EXERCISE PROMPT
Only one stretch of the data below is wanted: the lines starting at the one with "start = index + 1;" and ending at the one with "quoted or bare.", both included, given again exactly.
☆ ☆ ☆ ☆
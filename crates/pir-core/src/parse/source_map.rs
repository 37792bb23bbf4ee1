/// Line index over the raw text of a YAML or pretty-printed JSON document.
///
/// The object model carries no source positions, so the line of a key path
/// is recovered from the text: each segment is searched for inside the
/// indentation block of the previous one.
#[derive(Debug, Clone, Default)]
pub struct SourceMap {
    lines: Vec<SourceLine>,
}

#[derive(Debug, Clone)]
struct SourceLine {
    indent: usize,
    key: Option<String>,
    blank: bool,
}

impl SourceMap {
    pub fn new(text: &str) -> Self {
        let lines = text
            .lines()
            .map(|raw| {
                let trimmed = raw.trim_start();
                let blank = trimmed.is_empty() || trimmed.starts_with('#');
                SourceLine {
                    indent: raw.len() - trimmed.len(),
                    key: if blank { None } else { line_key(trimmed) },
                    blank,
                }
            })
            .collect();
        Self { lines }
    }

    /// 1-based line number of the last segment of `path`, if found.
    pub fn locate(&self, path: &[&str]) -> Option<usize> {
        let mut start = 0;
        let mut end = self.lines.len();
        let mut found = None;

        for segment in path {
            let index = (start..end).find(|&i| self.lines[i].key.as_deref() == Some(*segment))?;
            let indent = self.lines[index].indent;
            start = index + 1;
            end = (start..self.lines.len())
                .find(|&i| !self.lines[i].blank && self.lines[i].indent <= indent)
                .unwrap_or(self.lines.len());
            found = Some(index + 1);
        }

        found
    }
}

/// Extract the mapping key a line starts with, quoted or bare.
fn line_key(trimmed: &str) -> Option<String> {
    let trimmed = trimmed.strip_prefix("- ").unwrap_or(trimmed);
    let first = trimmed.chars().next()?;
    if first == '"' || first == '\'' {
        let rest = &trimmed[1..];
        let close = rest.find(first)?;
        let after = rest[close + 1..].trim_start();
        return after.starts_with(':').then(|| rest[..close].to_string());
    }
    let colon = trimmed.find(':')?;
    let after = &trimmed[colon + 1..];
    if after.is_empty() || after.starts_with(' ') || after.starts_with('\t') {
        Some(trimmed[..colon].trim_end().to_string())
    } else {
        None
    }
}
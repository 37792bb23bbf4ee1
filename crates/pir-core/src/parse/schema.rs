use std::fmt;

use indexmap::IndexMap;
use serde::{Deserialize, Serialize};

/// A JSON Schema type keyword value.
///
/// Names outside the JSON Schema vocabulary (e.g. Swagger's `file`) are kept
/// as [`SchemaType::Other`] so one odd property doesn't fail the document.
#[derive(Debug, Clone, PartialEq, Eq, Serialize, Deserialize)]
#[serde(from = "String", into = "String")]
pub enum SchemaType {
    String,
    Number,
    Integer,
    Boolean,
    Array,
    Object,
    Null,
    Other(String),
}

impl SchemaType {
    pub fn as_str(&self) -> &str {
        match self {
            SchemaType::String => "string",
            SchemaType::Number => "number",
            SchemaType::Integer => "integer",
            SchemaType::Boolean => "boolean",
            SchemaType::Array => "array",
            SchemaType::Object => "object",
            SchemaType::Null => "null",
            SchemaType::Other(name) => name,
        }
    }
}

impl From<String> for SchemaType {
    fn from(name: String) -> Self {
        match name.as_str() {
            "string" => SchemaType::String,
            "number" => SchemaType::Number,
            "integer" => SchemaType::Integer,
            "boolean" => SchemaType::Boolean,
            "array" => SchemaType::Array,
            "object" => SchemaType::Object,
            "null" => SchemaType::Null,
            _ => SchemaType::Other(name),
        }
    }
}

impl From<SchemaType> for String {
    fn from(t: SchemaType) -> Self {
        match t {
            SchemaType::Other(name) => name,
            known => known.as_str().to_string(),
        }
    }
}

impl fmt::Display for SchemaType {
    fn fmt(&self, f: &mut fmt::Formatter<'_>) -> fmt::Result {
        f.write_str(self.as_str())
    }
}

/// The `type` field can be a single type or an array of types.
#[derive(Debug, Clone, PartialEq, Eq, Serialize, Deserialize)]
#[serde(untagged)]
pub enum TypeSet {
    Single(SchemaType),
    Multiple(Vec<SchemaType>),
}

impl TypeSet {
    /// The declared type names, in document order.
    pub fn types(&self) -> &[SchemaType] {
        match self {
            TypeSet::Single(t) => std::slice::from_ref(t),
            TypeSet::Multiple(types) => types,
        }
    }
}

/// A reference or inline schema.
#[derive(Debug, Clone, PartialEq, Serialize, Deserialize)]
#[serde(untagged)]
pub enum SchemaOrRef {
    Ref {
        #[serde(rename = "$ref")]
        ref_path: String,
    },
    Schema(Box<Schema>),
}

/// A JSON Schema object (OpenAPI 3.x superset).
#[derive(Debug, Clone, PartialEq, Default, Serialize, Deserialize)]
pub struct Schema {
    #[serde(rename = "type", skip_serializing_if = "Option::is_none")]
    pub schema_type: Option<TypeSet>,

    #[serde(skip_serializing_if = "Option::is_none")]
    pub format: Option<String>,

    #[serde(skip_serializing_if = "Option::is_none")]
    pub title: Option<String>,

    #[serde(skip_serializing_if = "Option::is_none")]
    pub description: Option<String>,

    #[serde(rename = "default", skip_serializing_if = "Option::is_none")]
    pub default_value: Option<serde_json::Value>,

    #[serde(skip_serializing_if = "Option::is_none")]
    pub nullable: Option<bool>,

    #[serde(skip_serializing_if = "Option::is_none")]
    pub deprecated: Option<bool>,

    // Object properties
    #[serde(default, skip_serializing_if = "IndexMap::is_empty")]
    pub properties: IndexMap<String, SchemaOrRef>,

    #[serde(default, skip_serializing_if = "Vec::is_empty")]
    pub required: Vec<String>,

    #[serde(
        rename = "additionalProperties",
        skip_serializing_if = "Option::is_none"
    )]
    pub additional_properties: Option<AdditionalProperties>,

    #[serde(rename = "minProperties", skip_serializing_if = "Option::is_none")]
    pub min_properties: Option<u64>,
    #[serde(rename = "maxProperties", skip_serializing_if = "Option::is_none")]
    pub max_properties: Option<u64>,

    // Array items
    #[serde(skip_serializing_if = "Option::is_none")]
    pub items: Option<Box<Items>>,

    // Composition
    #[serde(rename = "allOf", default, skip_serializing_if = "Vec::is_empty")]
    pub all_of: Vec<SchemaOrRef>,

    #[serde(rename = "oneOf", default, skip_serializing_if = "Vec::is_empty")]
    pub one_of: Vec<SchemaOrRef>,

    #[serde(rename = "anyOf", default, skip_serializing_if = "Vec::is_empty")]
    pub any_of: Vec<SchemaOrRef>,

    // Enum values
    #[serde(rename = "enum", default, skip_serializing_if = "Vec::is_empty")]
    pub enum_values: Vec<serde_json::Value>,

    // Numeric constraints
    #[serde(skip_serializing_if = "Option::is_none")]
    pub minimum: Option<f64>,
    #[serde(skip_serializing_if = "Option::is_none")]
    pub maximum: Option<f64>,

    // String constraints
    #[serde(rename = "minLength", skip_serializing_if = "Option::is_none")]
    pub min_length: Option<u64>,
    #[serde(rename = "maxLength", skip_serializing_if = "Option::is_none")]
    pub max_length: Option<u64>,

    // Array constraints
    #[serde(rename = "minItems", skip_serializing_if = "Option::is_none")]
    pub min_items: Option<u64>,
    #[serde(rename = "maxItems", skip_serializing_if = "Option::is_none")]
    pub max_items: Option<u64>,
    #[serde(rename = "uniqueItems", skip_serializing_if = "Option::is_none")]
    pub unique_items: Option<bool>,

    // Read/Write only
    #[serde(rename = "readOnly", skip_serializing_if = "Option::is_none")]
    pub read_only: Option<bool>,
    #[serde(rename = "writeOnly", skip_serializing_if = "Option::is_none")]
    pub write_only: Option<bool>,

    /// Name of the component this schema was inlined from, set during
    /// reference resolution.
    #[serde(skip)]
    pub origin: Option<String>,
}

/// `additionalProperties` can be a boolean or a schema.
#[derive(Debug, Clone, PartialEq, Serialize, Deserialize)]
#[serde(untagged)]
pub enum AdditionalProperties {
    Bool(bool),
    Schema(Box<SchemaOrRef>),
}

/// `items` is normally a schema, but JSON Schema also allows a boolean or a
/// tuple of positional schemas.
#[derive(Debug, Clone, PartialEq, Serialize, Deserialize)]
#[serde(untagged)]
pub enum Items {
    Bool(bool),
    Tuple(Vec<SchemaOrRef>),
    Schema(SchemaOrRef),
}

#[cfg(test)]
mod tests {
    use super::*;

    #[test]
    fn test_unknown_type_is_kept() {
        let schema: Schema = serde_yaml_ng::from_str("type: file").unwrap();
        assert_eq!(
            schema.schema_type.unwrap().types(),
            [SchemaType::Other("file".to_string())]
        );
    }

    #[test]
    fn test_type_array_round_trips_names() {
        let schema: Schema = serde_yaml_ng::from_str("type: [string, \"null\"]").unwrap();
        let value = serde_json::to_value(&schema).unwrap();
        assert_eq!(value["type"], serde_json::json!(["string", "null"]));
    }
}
☆ ☆ ☆ ☆
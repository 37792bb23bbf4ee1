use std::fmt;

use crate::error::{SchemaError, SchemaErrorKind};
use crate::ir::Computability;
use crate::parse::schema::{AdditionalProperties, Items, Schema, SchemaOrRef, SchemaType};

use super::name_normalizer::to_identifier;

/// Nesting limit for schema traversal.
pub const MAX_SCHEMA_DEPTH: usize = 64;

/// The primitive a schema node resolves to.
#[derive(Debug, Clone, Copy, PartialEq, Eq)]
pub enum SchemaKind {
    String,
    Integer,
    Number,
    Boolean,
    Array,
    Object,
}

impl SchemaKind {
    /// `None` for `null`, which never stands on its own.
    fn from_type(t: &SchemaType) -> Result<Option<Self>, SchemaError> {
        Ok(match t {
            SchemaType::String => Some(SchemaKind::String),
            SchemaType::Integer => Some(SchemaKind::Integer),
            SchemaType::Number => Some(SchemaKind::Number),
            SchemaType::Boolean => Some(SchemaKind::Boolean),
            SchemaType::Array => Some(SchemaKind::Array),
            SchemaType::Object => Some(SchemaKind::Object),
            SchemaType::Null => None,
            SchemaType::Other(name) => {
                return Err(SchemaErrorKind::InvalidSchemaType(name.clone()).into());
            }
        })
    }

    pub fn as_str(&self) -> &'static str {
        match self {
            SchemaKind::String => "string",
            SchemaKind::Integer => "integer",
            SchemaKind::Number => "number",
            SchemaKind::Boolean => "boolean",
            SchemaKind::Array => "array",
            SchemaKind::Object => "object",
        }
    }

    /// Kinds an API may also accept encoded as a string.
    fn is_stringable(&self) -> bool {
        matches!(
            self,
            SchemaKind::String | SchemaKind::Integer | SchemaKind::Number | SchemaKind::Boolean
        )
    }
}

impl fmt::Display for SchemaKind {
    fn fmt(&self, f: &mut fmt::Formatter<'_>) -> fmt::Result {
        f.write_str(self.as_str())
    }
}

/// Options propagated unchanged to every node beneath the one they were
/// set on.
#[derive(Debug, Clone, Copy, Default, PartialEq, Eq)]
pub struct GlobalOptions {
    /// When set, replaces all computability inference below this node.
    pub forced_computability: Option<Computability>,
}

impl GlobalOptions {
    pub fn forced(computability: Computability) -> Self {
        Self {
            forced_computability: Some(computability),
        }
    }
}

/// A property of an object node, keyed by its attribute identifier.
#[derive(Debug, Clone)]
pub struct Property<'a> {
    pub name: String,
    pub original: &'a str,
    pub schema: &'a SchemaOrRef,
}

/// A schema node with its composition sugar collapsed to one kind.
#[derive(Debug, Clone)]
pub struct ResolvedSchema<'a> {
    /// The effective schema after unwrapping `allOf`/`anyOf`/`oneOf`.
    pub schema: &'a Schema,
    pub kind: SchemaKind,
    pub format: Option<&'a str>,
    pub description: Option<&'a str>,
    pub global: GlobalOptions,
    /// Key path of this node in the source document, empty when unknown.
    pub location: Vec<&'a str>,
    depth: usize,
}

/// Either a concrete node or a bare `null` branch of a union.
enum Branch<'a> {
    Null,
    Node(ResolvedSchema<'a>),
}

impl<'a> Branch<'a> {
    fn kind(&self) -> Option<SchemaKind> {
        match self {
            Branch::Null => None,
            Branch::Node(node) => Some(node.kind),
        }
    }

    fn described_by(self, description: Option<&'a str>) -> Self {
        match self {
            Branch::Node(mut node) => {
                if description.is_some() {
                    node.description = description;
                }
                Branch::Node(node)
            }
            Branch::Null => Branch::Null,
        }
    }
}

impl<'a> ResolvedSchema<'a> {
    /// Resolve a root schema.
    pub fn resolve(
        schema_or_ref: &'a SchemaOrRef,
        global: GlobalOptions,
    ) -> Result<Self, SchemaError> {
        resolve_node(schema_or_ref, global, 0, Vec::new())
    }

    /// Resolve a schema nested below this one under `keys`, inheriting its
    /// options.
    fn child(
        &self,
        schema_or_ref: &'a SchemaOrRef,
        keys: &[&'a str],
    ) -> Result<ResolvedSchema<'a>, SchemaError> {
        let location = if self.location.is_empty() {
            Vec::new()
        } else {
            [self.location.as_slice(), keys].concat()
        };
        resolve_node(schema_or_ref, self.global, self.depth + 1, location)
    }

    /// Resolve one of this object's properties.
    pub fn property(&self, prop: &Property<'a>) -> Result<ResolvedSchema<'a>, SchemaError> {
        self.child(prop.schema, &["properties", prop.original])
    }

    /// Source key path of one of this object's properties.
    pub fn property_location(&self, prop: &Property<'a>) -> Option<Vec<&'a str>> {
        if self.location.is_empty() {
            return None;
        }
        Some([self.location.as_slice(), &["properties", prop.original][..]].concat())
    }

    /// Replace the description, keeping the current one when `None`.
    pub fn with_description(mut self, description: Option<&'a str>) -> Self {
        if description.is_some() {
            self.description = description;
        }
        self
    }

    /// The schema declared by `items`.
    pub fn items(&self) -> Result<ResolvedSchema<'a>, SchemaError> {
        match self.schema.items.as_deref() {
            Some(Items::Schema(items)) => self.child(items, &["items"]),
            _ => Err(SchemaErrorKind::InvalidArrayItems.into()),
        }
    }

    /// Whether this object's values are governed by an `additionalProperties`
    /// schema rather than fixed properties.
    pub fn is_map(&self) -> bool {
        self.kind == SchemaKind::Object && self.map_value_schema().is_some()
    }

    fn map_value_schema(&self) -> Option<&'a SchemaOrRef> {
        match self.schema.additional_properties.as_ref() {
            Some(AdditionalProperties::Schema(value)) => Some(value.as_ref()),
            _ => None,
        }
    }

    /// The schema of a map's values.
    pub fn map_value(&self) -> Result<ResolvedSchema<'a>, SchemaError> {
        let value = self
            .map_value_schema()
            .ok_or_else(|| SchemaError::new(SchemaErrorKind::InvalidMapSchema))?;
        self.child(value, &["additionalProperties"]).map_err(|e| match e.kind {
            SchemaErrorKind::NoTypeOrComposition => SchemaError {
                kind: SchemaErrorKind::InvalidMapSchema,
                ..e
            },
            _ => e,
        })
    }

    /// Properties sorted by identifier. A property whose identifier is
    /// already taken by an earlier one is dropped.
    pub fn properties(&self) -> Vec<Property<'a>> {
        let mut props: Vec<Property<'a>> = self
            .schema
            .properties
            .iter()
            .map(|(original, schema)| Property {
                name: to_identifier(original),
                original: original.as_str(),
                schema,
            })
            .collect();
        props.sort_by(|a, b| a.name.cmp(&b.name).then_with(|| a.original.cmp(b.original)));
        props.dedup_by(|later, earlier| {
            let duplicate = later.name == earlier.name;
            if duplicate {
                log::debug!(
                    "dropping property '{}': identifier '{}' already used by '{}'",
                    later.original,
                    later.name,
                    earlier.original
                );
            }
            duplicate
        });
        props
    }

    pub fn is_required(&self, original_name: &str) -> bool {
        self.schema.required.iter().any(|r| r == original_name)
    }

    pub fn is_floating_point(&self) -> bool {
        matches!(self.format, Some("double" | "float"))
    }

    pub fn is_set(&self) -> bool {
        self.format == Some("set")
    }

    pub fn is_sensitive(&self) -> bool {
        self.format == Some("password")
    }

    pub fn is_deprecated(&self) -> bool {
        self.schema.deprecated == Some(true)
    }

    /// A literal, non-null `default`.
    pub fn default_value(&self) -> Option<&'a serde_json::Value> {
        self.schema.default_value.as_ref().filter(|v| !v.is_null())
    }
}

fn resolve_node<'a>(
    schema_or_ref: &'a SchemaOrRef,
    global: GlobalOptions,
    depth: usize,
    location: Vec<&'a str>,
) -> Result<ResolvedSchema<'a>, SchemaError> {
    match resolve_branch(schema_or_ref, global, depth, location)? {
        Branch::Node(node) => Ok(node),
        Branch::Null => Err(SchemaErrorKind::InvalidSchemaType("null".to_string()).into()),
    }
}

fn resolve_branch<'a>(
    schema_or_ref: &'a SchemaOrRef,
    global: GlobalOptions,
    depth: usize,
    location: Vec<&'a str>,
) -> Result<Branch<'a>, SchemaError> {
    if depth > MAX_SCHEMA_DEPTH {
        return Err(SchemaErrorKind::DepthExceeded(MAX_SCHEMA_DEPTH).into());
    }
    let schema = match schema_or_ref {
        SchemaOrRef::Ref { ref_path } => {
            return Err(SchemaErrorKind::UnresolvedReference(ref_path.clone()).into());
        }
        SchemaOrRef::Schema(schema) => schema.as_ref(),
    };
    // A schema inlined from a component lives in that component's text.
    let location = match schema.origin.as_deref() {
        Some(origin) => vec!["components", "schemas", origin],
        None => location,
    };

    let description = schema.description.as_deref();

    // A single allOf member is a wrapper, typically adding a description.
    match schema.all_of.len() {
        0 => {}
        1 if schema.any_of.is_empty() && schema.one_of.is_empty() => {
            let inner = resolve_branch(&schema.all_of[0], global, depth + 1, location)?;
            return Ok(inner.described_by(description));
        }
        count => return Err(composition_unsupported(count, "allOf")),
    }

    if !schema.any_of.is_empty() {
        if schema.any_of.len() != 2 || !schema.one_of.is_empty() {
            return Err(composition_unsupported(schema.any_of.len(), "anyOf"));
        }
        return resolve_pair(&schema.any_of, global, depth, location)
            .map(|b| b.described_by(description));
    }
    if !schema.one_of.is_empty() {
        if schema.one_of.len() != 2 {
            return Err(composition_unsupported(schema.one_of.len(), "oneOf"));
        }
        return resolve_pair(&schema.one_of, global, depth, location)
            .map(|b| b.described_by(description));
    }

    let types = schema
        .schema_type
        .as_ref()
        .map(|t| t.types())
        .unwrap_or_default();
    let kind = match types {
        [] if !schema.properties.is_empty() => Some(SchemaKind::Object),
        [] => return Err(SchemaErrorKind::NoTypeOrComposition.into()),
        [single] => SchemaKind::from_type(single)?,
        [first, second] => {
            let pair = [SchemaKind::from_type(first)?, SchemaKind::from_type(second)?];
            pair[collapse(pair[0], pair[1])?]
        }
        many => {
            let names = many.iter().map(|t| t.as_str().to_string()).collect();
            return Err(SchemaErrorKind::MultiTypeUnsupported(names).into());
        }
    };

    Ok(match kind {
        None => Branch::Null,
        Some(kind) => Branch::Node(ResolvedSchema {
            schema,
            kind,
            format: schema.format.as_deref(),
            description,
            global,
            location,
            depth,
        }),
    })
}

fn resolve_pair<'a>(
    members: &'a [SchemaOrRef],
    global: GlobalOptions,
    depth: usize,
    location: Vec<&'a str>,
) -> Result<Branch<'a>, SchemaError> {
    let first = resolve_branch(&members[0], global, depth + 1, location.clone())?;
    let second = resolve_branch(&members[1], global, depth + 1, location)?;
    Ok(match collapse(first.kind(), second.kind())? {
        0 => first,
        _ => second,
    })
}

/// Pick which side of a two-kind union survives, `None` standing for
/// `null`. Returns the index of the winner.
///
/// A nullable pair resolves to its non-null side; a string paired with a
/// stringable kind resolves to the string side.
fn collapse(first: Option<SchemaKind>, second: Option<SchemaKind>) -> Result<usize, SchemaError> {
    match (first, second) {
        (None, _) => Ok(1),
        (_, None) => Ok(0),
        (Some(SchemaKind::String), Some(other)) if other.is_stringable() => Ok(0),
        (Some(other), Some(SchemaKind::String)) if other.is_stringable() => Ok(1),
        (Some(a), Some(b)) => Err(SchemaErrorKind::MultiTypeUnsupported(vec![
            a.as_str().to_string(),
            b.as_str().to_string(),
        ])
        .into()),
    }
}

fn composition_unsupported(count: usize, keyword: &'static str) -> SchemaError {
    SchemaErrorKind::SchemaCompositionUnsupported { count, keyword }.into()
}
☆ ☆ ☆ ☆
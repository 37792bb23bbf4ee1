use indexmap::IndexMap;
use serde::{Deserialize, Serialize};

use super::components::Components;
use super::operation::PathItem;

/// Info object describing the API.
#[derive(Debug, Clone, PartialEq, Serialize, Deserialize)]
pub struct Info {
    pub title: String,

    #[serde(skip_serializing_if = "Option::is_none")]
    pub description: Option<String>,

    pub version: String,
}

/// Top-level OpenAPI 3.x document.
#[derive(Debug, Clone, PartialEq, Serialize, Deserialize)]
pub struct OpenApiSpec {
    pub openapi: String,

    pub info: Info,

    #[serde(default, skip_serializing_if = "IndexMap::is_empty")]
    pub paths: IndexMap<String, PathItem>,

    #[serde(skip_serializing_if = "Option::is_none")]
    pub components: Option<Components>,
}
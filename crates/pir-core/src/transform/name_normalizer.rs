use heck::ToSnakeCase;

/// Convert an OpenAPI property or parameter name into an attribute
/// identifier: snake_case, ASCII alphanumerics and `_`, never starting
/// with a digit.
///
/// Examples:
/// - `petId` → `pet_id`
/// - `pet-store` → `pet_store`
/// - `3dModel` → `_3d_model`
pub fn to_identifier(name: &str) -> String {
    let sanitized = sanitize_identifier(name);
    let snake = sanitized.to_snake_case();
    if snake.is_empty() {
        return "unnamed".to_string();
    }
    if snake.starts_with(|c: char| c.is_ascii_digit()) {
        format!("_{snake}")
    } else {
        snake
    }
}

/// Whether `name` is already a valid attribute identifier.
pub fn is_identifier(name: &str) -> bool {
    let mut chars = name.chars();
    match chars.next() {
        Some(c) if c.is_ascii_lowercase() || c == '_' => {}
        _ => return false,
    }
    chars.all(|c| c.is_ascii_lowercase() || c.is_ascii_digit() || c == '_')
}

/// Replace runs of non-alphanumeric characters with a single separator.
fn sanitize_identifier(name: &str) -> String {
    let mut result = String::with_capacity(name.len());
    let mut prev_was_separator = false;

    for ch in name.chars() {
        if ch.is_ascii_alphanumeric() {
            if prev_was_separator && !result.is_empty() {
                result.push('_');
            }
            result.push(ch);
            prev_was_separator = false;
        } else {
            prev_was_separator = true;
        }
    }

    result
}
☆ ☆ ☆ ☆
ANSWER BOX
            start = index + 1;
            end = (start..self.lines.len())
                .find(|&i| !self.lines[i].blank && self.lines[i].indent <= indent)
                .unwrap_or(self.lines.len());
            found = Some(index + 1);
        }

        found
    }
}

/// Extract the mapping key a line starts with, quoted or bare.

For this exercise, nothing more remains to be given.